> **REQUIREMENT**: Copy each line below in which the string "PartialEq" occurs.

> **SUPPLIED INFORMATION**:
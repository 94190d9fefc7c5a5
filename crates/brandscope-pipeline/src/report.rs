use brandscope_db::NewAnalysisResult;
use brandscope_metrics::{
    BrandAnalysis, BrandEquityRow, BrandKeywordAnalysis, ComparisonTables, ShareOfVoiceAnalysis,
    VoiceMetrics,
};
use serde::{Deserialize, Serialize};

/// Keyword analyses for one brand, one entry per platform with data.
#[derive(Debug, Clone, PartialEq, Serialize, Deserialize)]
pub struct BrandKeywords {
    pub brand: String,
    pub platforms: Vec<BrandKeywordAnalysis>,
}

/// Everything one comparative analysis run produces.
#[derive(Debug, Clone, PartialEq)]
pub struct AnalysisReport {
    pub brand_analyses: Vec<BrandAnalysis>,
    pub brand_equity_data: Vec<BrandEquityRow>,
    pub comparison: ComparisonTables,
    pub keyword_clustering: Vec<BrandKeywords>,
    pub voice_analysis: Vec<VoiceMetrics>,
    pub share_of_voice: ShareOfVoiceAnalysis,
    pub ai_insights: String,
}

impl AnalysisReport {
    /// Serialize every report field independently.
    ///
    /// # Errors
    ///
    /// Returns [`serde_json::Error`] if any field fails to serialize.
    pub fn to_blobs(&self) -> Result<NewAnalysisResult, serde_json::Error> {
        let tables = &self.comparison;
        Ok(NewAnalysisResult {
            brand_analyses: serde_json::to_value(&self.brand_analyses)?,
            brand_equity_data: serde_json::to_value(&self.brand_equity_data)?,
            audience_comparison: serde_json::to_value(&tables.audience_comparison)?,
            post_channel_data: serde_json::to_value(&tables.post_channel_data)?,
            hashtag_analysis: serde_json::to_value(&tables.hashtag_analysis)?,
            post_type_engagement: serde_json::to_value(&tables.post_type_engagement)?,
            post_timing_data: serde_json::to_value(&tables.post_timing_data)?,
            keyword_clustering: serde_json::to_value(&self.keyword_clustering)?,
            voice_analysis: serde_json::to_value(&self.voice_analysis)?,
            share_of_voice: serde_json::to_value(&self.share_of_voice)?,
            additional_metrics: serde_json::to_value(&tables.additional_metrics)?,
            ai_insights: self.ai_insights.clone(),
        })
    }
}
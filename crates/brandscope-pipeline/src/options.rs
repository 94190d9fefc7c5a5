use brandscope_core::AppConfig;
use brandscope_metrics::{
    EngagementAssumptions, KeywordClusteringOptions, UniverseCatalog, UniverseCatalogError,
};
use chrono::{FixedOffset, Offset, Utc};

/// Knobs for one analysis run.
#[derive(Debug, Clone)]
pub struct AnalysisOptions {
    pub posts_per_platform: usize,
    pub mentions_per_source: usize,
    /// Brand pipelines in flight at once; at least 1.
    pub max_concurrent_brands: usize,
    /// Universe searches in flight at once; at least 1.
    pub max_concurrent_searches: usize,
    /// Clock for the posting-hour histogram.
    pub local_offset: FixedOffset,
    pub engagement: EngagementAssumptions,
    pub keywords: KeywordClusteringOptions,
    pub catalog: UniverseCatalog,
}

impl Default for AnalysisOptions {
    fn default() -> Self {
        Self {
            posts_per_platform: 50,
            mentions_per_source: 30,
            max_concurrent_brands: 1,
            max_concurrent_searches: 4,
            local_offset: offset_from_hours(7),
            engagement: EngagementAssumptions::default(),
            keywords: KeywordClusteringOptions::default(),
            catalog: UniverseCatalog::default(),
        }
    }
}

impl AnalysisOptions {
    /// Options from the application config, loading the universe catalog
    /// override when one is configured.
    ///
    /// # Errors
    ///
    /// Returns [`UniverseCatalogError`] if the catalog file cannot be read or
    /// parsed.
    pub fn from_app_config(config: &AppConfig) -> Result<Self, UniverseCatalogError> {
        let catalog = match &config.universe_catalog_path {
            Some(path) => UniverseCatalog::load(path)?,
            None => UniverseCatalog::default(),
        };
        Ok(Self {
            posts_per_platform: config.posts_per_platform,
            mentions_per_source: config.mentions_per_source,
            max_concurrent_brands: config.max_concurrent_brands.max(1),
            max_concurrent_searches: config.max_concurrent_searches.max(1),
            local_offset: offset_from_hours(config.utc_offset_hours),
            catalog,
            ..Self::default()
        })
    }
}

/// `hours` east of UTC; out-of-range offsets fall back to UTC.
#[must_use]
pub fn offset_from_hours(hours: i32) -> FixedOffset {
    hours
        .checked_mul(3_600)
        .and_then(FixedOffset::east_opt)
        .unwrap_or_else(|| Utc.fix())
}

> **SOLUTION BELOW**:
#[derive(Debug, Clone, PartialEq, Serialize, Deserialize)]
#[derive(Debug, Clone, PartialEq)]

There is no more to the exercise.